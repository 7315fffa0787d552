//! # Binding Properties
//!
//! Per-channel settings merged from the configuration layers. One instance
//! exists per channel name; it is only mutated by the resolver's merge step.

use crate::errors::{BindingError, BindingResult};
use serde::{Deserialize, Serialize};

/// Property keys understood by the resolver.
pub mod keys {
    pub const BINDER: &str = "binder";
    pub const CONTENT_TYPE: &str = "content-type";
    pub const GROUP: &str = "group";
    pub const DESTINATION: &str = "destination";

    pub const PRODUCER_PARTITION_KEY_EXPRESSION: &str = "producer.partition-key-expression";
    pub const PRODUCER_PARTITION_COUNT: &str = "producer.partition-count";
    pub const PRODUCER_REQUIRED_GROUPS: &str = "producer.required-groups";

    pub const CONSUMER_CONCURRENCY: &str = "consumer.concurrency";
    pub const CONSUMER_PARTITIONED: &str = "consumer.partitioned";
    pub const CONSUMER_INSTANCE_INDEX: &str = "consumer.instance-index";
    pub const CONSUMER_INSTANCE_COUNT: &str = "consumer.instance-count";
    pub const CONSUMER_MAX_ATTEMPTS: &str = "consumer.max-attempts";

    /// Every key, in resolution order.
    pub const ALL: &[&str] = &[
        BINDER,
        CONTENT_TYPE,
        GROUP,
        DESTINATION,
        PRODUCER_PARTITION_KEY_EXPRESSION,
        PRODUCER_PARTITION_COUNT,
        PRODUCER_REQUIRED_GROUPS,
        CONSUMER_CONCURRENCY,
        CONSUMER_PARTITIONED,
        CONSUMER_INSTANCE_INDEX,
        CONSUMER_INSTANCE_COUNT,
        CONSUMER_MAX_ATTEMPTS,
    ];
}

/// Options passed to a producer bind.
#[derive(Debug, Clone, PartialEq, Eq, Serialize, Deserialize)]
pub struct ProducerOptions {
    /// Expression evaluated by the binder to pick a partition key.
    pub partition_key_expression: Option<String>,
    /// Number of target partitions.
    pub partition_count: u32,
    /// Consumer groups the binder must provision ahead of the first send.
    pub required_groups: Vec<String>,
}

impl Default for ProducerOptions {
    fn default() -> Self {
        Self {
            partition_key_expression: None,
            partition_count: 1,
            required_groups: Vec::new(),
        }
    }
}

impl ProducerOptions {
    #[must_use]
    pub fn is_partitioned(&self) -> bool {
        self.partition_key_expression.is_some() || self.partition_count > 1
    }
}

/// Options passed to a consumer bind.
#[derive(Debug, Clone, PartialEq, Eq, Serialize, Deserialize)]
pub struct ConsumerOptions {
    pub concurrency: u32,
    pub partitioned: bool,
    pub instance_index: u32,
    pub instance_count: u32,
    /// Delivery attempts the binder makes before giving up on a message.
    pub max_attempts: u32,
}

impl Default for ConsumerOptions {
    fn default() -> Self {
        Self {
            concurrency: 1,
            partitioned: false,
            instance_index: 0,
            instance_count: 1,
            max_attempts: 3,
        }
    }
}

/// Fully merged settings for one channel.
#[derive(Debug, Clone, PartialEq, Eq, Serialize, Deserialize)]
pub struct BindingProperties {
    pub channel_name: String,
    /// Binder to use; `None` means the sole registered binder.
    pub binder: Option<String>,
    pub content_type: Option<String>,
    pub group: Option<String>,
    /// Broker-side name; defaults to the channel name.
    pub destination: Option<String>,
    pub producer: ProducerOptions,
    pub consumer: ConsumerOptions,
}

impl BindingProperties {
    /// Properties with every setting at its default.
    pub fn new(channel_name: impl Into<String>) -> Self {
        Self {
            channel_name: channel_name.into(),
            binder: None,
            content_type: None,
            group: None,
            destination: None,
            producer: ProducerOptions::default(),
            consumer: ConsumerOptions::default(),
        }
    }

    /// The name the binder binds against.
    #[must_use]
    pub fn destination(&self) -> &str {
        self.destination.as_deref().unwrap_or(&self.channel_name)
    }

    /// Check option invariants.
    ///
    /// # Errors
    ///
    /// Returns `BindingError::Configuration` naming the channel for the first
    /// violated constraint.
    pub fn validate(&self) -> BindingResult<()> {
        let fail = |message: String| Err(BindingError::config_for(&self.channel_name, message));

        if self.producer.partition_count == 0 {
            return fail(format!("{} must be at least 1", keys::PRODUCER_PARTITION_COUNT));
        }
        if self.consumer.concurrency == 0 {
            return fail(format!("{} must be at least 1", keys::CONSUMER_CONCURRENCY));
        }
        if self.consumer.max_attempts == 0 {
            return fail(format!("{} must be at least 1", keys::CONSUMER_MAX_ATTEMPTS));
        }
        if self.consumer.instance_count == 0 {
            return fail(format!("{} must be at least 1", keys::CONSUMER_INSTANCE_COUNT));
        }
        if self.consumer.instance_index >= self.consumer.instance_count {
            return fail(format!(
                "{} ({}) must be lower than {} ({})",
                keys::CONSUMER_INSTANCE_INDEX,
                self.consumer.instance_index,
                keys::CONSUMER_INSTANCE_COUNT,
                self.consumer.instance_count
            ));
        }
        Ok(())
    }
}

* _THE TASK_
The first line of the entries above marks where to begin; repeat each line exactly through the one that contains "pub mod keys", and include that line.

* _EXERCISE SOLUTION_
repository 7315fffa0787d552
//! # Binding Properties
//!
//! Per-channel settings merged from the configuration layers. One instance
//! exists per channel name; it is only mutated by the resolver's merge step.

use crate::errors::{BindingError, BindingResult};
use serde::{Deserialize, Serialize};

/// Property keys understood by the resolver.
pub mod keys {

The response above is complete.